Many features of Perf require hardware support. For Armv8-A CPUs, the hardware support is provided by the Performance Monitor Unit (PMU). The PMU is an optional extension to the Armv8-A CPUs. It provides hardware performance monitoring capabilities.

This blog focuses on how to enable and use PMU-related functionalities. It describes a basic performance analysis workflow on the real Armv8-A platform.

Example platform

This blog uses the Juno r2 platform developmental platform to show you how to enable PMU-related functionalities in Perf. The following table shows the version information of the hardware and software on Juno r2 platform.

Item Version
CPU Cortex-A53 (Armv8.0,PMUv3) and Cortex-A72 (Armv8.0, PMUv3)
OS Debian GNU/Linux 11 (bullseye)
Kernel Linux 6.1.0
Compiler GCC 10.2.1

Prerequisites

This section describes the system requirements for performing performance analysis using Perf:

  • We enable Arm PMU support in the kernel
  • We install Linux Perf tool with the same version of the kernel

Enable Arm PMU support for the kernel

Check whether Arm PMU support is enabled in the kernel. To enable Arm PMU support, the kernel configurations ARM_PMU and HW_PERF_EVENTS must be enabled. By default, these two configurations are enabled when the architecture is specified as ARM64.

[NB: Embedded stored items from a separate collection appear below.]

//! Device constants for the padlock firmware.
//!
//! These values are fixed per device model. They cover the wireless command
//! frame layout, the SetKey payload mask, the persisted record identifiers,
//! the board input mask and the battery scaling applied to raw ADC samples.
//!
//! # Command Frame Layout
//!
//! ```text
//! byte:  0        1   2   3   4   5   6   7
//!        +--------+---+---+---+---+---+---+--------+
//!        | 0x55   |      payload (6)      | opcode |
//!        +--------+---+---+---+---+---+---+--------+
//! ```
//!
//! # Usage
//!
//! ```
//! use padlock_core::constants::*;
//!
//! assert_eq!(FRAME_LENGTH, 1 + KEY_LENGTH + 1);
//! assert_eq!(OPCODE_OFFSET, FRAME_LENGTH - 1);
//! ```

// ============================================================================
// Access Key
// ============================================================================

/// Number of symbols in an access key.
pub const KEY_LENGTH: usize = 6;

/// Key written at first boot when the store holds no key record.
///
/// Reads as `UP, DOWN, RIGHT, LEFT, UP, DOWN` on the keypad.
pub const DEFAULT_KEY: [u8; KEY_LENGTH] = [0x01, 0x02, 0x03, 0x04, 0x01, 0x02];

/// Auto-close flag written at first boot when the store holds no flag record.
pub const DEFAULT_AUTO_CLOSE: bool = false;

// ============================================================================
// Command Frame
// ============================================================================

/// Total length of a wireless command frame in bytes.
pub const FRAME_LENGTH: usize = 8;

/// First byte of every well-formed command frame.
pub const START_MARKER: u8 = 0x55;

/// Offset of the first payload byte.
pub const PAYLOAD_OFFSET: usize = 1;

/// Offset of the opcode byte (last byte of the frame).
pub const OPCODE_OFFSET: usize = 7;

/// Offset of the flag byte inside a SetAutoClose frame.
pub const AUTO_CLOSE_FLAG_OFFSET: usize = 6;

/// Opcode: attempt an unlock with the payload key.
pub const OPCODE_UNLOCK: u8 = 0xAA;

/// Opcode: replace the stored key with the unmasked payload.
pub const OPCODE_SET_KEY: u8 = 0xBB;

/// Opcode: set the persisted auto-close flag.
pub const OPCODE_SET_AUTO_CLOSE: u8 = 0xCC;

/// Opcode: attempt an unlock that is only honored while auto-close is enabled.
pub const OPCODE_CONDITIONAL_UNLOCK: u8 = 0xAB;

/// XOR mask applied by peers to the SetKey payload.
///
/// This is a device constant, not a user setting.
pub const SET_KEY_MASK: [u8; KEY_LENGTH] = [0x73, 0x74, 0x65, 0x76, 0x65, 0x65];

// ============================================================================
// Persisted Records
// ============================================================================

/// Record identifier of the 6-byte access key.
pub const KEY_RECORD_ID: u16 = 1;

/// Record identifier of the 1-byte auto-close flag.
pub const AUTO_CLOSE_RECORD_ID: u16 = 2;

// ============================================================================
// Board Inputs
// ============================================================================

/// Number of momentary keypad lines (ENTER + 4 directions).
pub const BUTTON_COUNT: u8 = 5;

/// Input mask bit of the bolt sensor (set = bolt engaged).
pub const INPUT_BOLT_BIT: u16 = 1 << 5;

/// Input mask bit of the external power detector.
pub const INPUT_EXTERNAL_POWER_BIT: u16 = 1 << 6;

/// Status word bit reporting the bolt as engaged.
pub const STATUS_BOLT_ENGAGED: u16 = 1 << 0;

/// Status word bit reporting external power present.
pub const STATUS_EXTERNAL_POWER: u16 = 1 << 1;

// ============================================================================
// Battery
// ============================================================================

/// Numerator of the raw ADC to battery reading scale (1.403).
pub const BATTERY_SCALE_NUM: u32 = 1403;

/// Denominator of the raw ADC to battery reading scale.
pub const BATTERY_SCALE_DEN: u32 = 1000;

/// Scaled battery reading above which the pack is considered charged.
pub const BATTERY_CHARGED_THRESHOLD: u16 = 0x1060;

// ============================================================================
// Indicators
// ============================================================================

/// Number of discrete status indicators.
pub const INDICATOR_COUNT: u8 = 4;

If ARM_PMU and HW_PERF_EVENTS are not enabled, set the kernel configurations as follows and rebuild the kernel.

CONFIG_HAVE_PERF_EVENTS=y
CONFIG_PROFILING=y
CONFIG_PERF_EVENTS=y
CONFIG_ARM_PMU=y
CONFIG_HW_PERF_EVENTS=y

After the kernel boots, check if the Arm PMU driver is loaded. An example of successful load on the Juno r2 platform is as follows:

$ dmesg | grep "PMU driver"
[ 0.488888] hw perfevents: enabled with armv8_pmuv3_0 PMU driver, 7 counters available
[ 0.489832] hw perfevents: enabled with armv8_pmuv3_1 PMU driver, 7 counters available

The Juno r2 platform is based on big.LITTLE processor with four Cortex-A53 processors and two Cortex-A72 processors. Each processor has its own PMU. The log above shows that the names of the Arm PMU driver are armv8_pmuv3_0 and armv8_pmuv3_1 respectively. For each processor, seven counters are available for the driver to use, that is one cycle counter and six event counters.

Note: In this example, Juno r2 platform boots using ACPI tables. You may also get the following log if you boot using device tree information.

$ dmesg | grep "PMU driver"
[ 0.461637] hw perfevents: enabled with armv8_cortex_a53 PMU driver, 7 counters available
[ 0.461894] hw perfevents: enabled with armv8_cortex_a72 PMU driver, 7 counters available

Install Linux Perf tool

The version of the Linux Perf tool must be the same as the kernel version. To check the versions of Perf and the Linux kernel, use the following commands:

$ uname -r #check kernel version
$ perf --version #check perf version

If Perf is installed with a correct version, go to the part Performance analysis workflow.

If Perf is not installed, or inconsistent with the kernel version, use one of the following methods to install it.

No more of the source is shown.